Aim of the exercise —
From the listing below, return every line with the string "usize" in it.

Records for processing —
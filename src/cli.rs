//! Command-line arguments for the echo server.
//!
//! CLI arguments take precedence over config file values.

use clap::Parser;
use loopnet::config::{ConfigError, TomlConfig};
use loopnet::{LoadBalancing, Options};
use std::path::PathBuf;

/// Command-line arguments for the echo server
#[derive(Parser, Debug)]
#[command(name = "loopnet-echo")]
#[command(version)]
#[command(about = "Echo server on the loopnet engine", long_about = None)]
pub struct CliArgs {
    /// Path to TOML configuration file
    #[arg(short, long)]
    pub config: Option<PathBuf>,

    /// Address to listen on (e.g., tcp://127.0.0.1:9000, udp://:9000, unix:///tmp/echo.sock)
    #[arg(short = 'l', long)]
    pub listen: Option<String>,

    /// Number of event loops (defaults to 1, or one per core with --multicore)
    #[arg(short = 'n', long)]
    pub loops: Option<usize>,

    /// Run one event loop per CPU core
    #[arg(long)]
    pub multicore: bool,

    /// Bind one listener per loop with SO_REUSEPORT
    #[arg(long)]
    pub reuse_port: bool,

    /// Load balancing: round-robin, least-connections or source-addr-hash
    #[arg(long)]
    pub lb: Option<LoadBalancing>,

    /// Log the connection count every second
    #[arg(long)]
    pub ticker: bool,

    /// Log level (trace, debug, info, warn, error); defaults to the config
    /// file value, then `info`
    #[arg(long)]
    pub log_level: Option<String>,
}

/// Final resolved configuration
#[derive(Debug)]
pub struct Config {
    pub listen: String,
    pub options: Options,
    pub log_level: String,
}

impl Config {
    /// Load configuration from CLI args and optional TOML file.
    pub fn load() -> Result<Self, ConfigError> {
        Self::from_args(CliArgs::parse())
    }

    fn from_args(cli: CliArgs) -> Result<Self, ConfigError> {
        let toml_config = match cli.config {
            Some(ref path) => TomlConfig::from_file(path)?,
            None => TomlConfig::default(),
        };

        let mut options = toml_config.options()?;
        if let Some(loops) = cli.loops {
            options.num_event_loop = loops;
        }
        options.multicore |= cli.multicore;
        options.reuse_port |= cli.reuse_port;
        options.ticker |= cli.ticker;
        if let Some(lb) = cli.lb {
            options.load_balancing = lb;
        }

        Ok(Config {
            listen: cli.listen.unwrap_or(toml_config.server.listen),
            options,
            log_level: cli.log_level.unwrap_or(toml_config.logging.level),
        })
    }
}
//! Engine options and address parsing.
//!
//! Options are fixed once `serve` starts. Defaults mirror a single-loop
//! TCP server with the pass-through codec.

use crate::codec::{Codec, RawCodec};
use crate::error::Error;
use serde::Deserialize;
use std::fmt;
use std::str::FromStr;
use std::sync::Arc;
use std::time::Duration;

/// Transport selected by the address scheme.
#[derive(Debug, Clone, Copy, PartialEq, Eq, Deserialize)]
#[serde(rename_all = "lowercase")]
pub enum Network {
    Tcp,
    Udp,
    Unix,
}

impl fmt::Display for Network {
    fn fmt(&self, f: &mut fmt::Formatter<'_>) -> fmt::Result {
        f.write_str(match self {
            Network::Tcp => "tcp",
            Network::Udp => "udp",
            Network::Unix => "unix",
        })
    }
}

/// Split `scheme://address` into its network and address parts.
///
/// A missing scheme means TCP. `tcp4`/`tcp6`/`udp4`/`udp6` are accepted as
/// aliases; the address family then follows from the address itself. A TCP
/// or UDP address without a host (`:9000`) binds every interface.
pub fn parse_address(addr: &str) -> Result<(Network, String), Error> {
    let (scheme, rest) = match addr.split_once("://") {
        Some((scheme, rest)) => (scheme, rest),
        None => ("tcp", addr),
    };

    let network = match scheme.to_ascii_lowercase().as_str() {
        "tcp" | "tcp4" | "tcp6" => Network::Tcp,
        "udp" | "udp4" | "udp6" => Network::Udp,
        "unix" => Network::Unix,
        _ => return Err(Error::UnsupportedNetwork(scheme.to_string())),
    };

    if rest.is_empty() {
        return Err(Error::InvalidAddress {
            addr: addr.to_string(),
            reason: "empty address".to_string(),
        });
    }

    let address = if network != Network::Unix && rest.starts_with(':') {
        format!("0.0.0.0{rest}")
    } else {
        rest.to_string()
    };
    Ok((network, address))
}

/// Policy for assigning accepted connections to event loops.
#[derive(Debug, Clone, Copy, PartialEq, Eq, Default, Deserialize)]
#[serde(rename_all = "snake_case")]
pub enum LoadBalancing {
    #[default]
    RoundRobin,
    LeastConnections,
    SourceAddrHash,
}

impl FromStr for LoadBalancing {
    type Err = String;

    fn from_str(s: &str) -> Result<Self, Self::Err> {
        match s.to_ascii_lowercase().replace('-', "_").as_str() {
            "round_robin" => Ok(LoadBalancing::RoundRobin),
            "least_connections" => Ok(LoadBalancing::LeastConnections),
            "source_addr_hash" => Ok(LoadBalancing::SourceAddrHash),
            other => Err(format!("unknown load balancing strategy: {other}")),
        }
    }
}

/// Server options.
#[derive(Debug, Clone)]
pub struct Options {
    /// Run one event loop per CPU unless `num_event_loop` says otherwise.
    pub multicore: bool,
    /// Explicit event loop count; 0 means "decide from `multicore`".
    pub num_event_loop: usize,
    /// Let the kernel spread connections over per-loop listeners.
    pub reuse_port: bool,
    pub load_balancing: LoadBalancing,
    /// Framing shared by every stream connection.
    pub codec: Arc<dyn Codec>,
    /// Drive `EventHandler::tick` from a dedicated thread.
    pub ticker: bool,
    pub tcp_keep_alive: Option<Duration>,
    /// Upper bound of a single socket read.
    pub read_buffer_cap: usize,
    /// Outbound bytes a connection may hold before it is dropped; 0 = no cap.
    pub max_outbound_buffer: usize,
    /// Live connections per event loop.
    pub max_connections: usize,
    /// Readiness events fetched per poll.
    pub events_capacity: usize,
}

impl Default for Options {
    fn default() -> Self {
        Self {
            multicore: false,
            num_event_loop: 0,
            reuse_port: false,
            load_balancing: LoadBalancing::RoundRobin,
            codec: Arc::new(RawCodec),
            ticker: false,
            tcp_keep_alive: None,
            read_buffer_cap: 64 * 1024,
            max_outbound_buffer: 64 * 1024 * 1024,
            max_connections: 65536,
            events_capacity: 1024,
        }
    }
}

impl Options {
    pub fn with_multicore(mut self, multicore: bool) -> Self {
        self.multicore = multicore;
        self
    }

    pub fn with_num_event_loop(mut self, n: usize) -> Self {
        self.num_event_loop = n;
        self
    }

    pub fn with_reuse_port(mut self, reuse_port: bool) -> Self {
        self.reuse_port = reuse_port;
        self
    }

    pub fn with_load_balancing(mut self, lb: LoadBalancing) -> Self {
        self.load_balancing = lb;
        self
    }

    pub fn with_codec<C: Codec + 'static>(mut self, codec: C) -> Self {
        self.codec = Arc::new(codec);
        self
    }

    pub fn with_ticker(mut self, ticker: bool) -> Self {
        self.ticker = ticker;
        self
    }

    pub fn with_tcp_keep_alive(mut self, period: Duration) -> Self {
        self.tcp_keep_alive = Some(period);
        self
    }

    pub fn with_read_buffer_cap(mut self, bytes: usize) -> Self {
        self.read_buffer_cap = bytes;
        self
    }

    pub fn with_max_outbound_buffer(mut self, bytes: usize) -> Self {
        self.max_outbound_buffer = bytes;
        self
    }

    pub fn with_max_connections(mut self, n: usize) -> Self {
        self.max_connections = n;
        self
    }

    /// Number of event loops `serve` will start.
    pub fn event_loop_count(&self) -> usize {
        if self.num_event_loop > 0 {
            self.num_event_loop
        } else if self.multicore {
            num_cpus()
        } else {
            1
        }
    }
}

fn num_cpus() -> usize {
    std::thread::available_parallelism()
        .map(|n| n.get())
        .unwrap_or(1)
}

Solved problem —
    pub loops: Option<usize>,
    pub num_event_loop: usize,
    pub read_buffer_cap: usize,
    pub max_outbound_buffer: usize,
    pub max_connections: usize,
    pub events_capacity: usize,
    pub fn with_num_event_loop(mut self, n: usize) -> Self {
    pub fn with_read_buffer_cap(mut self, bytes: usize) -> Self {
    pub fn with_max_outbound_buffer(mut self, bytes: usize) -> Self {
    pub fn with_max_connections(mut self, n: usize) -> Self {
    pub fn event_loop_count(&self) -> usize {
fn num_cpus() -> usize {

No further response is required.